### Your assignment
Quote, without any change, the line that contains "pub fn cm_helpline()" and all lines that follow it to the end of the data below.

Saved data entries
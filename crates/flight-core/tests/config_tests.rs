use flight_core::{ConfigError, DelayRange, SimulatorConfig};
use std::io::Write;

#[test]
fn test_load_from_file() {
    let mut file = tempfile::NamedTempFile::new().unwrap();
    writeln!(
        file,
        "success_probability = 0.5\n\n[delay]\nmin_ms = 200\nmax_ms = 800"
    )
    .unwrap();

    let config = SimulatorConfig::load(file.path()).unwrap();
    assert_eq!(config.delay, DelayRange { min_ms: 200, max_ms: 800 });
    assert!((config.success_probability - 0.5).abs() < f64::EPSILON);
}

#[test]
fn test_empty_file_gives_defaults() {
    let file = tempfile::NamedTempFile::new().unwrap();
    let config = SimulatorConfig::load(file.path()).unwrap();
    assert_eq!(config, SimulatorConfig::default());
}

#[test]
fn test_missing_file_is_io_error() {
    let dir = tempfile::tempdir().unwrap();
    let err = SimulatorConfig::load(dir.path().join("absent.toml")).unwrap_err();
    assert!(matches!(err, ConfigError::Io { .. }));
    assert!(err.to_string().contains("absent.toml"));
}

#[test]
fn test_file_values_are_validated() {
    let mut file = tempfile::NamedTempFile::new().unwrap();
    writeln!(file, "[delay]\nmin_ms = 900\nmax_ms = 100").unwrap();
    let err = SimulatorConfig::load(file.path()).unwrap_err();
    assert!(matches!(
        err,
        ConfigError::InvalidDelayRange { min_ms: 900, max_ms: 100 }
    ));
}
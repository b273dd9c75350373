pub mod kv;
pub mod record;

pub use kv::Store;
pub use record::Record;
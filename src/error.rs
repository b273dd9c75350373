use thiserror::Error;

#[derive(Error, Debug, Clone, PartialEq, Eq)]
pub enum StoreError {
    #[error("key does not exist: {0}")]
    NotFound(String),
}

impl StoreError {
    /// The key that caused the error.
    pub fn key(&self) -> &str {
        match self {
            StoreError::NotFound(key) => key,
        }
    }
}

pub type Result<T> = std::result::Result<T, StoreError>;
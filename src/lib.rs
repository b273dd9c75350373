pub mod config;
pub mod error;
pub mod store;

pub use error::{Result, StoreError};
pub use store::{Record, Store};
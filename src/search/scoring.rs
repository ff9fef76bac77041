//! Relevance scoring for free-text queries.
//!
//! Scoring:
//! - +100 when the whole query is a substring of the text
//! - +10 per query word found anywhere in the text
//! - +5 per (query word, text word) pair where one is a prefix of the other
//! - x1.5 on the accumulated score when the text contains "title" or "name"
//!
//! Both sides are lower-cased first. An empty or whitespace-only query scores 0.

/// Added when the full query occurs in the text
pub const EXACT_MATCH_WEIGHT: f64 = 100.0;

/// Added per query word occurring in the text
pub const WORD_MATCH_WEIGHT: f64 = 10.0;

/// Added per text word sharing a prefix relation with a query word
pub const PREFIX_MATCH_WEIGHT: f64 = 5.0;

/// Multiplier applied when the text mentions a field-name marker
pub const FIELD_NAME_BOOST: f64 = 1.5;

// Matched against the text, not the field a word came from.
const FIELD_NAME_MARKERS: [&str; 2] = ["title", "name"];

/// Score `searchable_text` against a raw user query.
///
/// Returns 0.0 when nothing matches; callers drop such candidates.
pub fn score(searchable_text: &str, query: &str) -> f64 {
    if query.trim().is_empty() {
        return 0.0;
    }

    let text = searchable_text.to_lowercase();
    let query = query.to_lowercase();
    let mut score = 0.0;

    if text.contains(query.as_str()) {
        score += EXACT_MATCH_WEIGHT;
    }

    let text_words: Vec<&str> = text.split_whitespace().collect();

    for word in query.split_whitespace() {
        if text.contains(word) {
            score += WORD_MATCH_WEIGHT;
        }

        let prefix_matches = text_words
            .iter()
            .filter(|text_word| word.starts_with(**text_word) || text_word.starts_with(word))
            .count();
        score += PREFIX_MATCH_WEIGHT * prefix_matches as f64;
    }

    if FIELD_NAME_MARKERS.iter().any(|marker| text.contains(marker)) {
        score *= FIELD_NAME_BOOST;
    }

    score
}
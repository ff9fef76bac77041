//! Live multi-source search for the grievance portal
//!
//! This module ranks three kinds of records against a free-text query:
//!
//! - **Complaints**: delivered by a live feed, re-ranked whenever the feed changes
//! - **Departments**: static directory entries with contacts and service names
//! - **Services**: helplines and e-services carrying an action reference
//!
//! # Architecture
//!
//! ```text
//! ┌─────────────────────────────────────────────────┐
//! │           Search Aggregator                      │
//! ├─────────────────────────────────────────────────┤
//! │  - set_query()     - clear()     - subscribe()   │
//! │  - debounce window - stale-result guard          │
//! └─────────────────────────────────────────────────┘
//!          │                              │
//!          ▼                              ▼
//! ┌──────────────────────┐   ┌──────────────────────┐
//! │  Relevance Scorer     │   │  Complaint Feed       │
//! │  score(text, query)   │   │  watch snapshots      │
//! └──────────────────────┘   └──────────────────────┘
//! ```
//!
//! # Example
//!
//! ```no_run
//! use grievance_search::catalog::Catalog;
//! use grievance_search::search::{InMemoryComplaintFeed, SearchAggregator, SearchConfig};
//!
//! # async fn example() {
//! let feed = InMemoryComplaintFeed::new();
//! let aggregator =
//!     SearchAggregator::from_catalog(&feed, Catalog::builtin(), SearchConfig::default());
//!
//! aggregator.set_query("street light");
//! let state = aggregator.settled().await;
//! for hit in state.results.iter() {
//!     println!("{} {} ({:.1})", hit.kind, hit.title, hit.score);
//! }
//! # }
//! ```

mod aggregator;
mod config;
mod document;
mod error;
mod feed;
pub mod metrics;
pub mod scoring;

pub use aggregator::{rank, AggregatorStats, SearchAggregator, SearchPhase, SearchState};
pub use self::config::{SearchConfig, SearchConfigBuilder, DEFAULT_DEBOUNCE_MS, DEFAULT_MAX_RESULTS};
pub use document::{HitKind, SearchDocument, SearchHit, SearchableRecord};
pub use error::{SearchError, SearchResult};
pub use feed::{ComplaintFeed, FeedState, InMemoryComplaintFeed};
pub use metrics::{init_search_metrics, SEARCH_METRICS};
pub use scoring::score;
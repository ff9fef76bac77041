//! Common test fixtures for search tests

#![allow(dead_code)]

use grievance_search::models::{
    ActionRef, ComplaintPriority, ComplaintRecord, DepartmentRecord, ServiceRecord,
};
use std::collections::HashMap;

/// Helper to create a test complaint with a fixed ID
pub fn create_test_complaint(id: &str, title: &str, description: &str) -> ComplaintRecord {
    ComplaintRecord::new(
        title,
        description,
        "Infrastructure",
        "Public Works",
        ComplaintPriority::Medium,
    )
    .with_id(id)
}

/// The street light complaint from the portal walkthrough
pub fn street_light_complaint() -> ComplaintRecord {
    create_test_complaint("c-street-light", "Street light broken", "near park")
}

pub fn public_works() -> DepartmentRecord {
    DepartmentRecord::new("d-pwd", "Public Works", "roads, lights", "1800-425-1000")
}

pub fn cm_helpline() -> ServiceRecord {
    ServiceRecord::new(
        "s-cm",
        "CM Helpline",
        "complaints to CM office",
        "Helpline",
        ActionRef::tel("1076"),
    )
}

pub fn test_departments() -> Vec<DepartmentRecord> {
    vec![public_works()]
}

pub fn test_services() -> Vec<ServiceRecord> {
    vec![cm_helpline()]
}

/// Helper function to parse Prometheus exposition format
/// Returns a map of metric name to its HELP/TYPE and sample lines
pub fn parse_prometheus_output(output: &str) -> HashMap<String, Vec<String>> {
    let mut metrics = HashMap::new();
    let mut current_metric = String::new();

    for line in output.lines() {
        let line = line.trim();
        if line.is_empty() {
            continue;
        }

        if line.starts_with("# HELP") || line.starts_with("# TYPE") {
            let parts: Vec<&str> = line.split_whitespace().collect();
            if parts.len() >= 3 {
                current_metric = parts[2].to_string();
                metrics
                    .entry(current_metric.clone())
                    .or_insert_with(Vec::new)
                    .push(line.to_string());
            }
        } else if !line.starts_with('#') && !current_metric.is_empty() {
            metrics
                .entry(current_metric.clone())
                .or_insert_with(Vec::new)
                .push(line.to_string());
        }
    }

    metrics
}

### Task answer
pub fn cm_helpline() -> ServiceRecord {
    ServiceRecord::new(
        "s-cm",
        "CM Helpline",
        "complaints to CM office",
        "Helpline",
        ActionRef::tel("1076"),
    )
}

pub fn test_departments() -> Vec<DepartmentRecord> {
    vec![public_works()]
}

pub fn test_services() -> Vec<ServiceRecord> {
    vec![cm_helpline()]
}

/// Helper function to parse Prometheus exposition format
/// Returns a map of metric name to its HELP/TYPE and sample lines
pub fn parse_prometheus_output(output: &str) -> HashMap<String, Vec<String>> {
    let mut metrics = HashMap::new();
    let mut current_metric = String::new();

    for line in output.lines() {
        let line = line.trim();
        if line.is_empty() {
            continue;
        }

        if line.starts_with("# HELP") || line.starts_with("# TYPE") {
            let parts: Vec<&str> = line.split_whitespace().collect();
            if parts.len() >= 3 {
                current_metric = parts[2].to_string();
                metrics
                    .entry(current_metric.clone())
                    .or_insert_with(Vec::new)
                    .push(line.to_string());
            }
        } else if !line.starts_with('#') && !current_metric.is_empty() {
            metrics
                .entry(current_metric.clone())
                .or_insert_with(Vec::new)
                .push(line.to_string());
        }
    }

    metrics
}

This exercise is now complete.